From the mind of Severin Films and Dark Sky Films head, not to mention director of Plague Town (an ”Irish Hills Have Eyes”, if you will) David Gregory, will make the act of eating seem as disgusting as scatophilia. There isn’t another man I can think of who can combine the visuals of that Katy Perry music video about Candyland (or some shit, I don’t keep up with mediocrity when it comes to music) with The Cook, the Thief, His Wife and Her Lover.
Of all the films collected on the disk, this one has got to be the most bizarre. At the same time, isn’t the idea of using food to showcase that old saying “relationship turned sour” just kinda obvious? It all makes sense and fits together perfectly, creating a colorful and whimsical trip that gets gruesome and bleak fast. I hope you have a strong stomach.
Theatre Guignol: Jeremy Kasten– The framing story to all the diabolical shorts of Theater Bizarre. This is the slowly progressing story of the woman who entered the theater and is watching what we’re seeing, only in puppet form. As the show goes on, the marionettes begin to look disturbingly lifelike, and she realizes coming into the theater wasn’t such a good idea after all.
If you are given the task of creating a story to showcase six separate stories, and you manage to make your work as entertaining and memorable as the rest of the set, then you’re a damn genius.

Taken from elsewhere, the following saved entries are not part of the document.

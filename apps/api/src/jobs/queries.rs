use sqlx::PgPool;
use uuid::Uuid;

use crate::models::career::CareerPathRow;
use crate::models::job::JobListingRow;
use crate::models::user::UserProfileRow;

pub async fn get_user_profile(
    pool: &PgPool,
    user_id: Uuid,
) -> sqlx::Result<Option<UserProfileRow>> {
    let user = sqlx::query_as::<_, UserProfileRow>("SELECT * FROM users WHERE id = $1")
        .bind(user_id)
        .fetch_optional(pool)
        .await?;
    Ok(user)
}

/// Most recently posted listings first.
pub async fn list_recent_jobs(pool: &PgPool, limit: i64) -> sqlx::Result<Vec<JobListingRow>> {
    let jobs = sqlx::query_as::<_, JobListingRow>(
        "SELECT * FROM job_listings ORDER BY posted_at DESC LIMIT $1",
    )
    .bind(limit)
    .fetch_all(pool)
    .await?;
    Ok(jobs)
}

pub async fn list_career_paths(pool: &PgPool) -> sqlx::Result<Vec<CareerPathRow>> {
    let paths = sqlx::query_as::<_, CareerPathRow>("SELECT * FROM career_paths ORDER BY title")
        .fetch_all(pool)
        .await?;
    Ok(paths)
}
//! Small helpers shared by the engine.

use std::collections::{BTreeMap, HashMap};
use std::hash::Hash;

use serde_json::Value;

/// Memoized lookup: return the value cached under `key`, computing and
/// storing it with `compute` on first access.
pub fn get_or_insert_with<K, V, F>(cache: &mut HashMap<K, V>, key: K, compute: F) -> &mut V
where
    K: Eq + Hash,
    F: FnOnce() -> V,
{
    cache.entry(key).or_insert_with(compute)
}

/// Collect the named properties from a source, skipping ones it cannot
/// supply.
pub fn pick<'a, I, F>(properties: I, mut read: F) -> BTreeMap<String, String>
where
    I: IntoIterator<Item = &'a str>,
    F: FnMut(&str) -> Option<String>,
{
    properties
        .into_iter()
        .filter_map(|property| read(property).map(|value| (property.to_string(), value)))
        .collect()
}

/// Shallow value equality.
///
/// Objects are equal when they have the same keys and each value is equal by
/// `==`; arrays when they have the same length and equal elements; anything
/// else by plain equality. Nested containers are compared by value too, since
/// JSON values have no identity to compare instead.
pub fn are_equivalent(a: &Value, b: &Value) -> bool {
    match (a, b) {
        (Value::Object(a), Value::Object(b)) => {
            a.len() == b.len()
                && a.iter()
                    .all(|(key, value)| b.get(key).is_some_and(|other| other == value))
        }
        (Value::Array(a), Value::Array(b)) => {
            a.len() == b.len() && a.iter().zip(b).all(|(x, y)| x == y)
        }
        _ => a == b,
    }
}

#[cfg(test)]
mod tests {
    use super::*;
    use serde_json::json;

    #[test]
    fn test_get_or_insert_with_computes_once() {
        let mut cache = HashMap::new();
        let mut calls = 0;
        get_or_insert_with(&mut cache, "a", || {
            calls += 1;
            1
        });
        get_or_insert_with(&mut cache, "a", || {
            calls += 1;
            2
        });
        assert_eq!(calls, 1);
        assert_eq!(cache["a"], 1);
    }

    #[test]
    fn test_pick_skips_missing() {
        let picked = pick(["opacity", "color"], |property| {
            (property == "opacity").then(|| "1".to_string())
        });
        assert_eq!(picked.len(), 1);
        assert_eq!(picked["opacity"], "1");
    }

    #[test]
    fn test_are_equivalent() {
        assert!(are_equivalent(&json!({"a": 1, "b": "x"}), &json!({"b": "x", "a": 1})));
        assert!(!are_equivalent(&json!({"a": 1}), &json!({"a": 1, "b": 2})));
        assert!(are_equivalent(&json!([1, 2, 3]), &json!([1, 2, 3])));
        assert!(!are_equivalent(&json!([1, 2]), &json!([2, 1])));
        assert!(are_equivalent(&json!(5), &json!(5)));
        assert!(!are_equivalent(&json!(null), &json!(0)));
    }
}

And that’s exactly what Jeremy Kasten is. Director of the mindfuck of an experience The Attic Expeditions and the remake of H.G. Lewis’s classic Wizard of Gore, Kasten has proven her merit and then some.
This is probably the hardest thing about the entire film to talk about, because it’s split up into around 10 sections. I can’t exactly give a plot description, because that’s half of the frame story spoiled. But it’s easy to see the ending coming, and by around the time the second segment ends you’ll be able to guess no problem. While this isn’t exactly something good, the effects, cinematography, and props create a whimsically demented world that you love to be in. The puppet people are just fucking awesome, and even if you know what’s coming, you still can’t wait to see how it looks.
Overall, The Theater Bizarre is a powerhouse of the genre. Combining the work of legends and unsung heroes of horror, this is the best anthology to come around in years. Imagine an intercontinental Vault of Horrors and you get the idea. A sickening, darkly humorous and highly entertaining experience, Theater Bizarre is easily some of the best fun a horror fan can have. Very rarely does a collection come along that is balanced and perfect, with every film equaling out to create fantastic variety with consistently great execution, much less the damn set-up and frame segments being on par too. This is such a satisfying ride, and one of the prime reasons I love this demented genre.
The Package– Theater Bizarre was shot on what appears to be (for the most part) high grade digital camera equipment. As far as picture quality goes the film looks good, but there’s a problem with some heavy digital noise during the darker scenes. Also, there are a few instances of “lines” that tend to pop up on movies shot on DV, but it’s nothing too distracting.
The audio is a Dolby mix that sounds great. Volume and dialog levels balance nicely, and everything is clear and distortion free.
There are commentaries for every segment except The Accident, as well as the original trailer, interviews with Gregory, Kasten, and Giovinazzo, and some behind the scenes footage (except for I Love You). Despite the seemingly small quantity the supplements are very entertaining to watch, but I really wanted a little more to round out what could be one of the best disks of the year.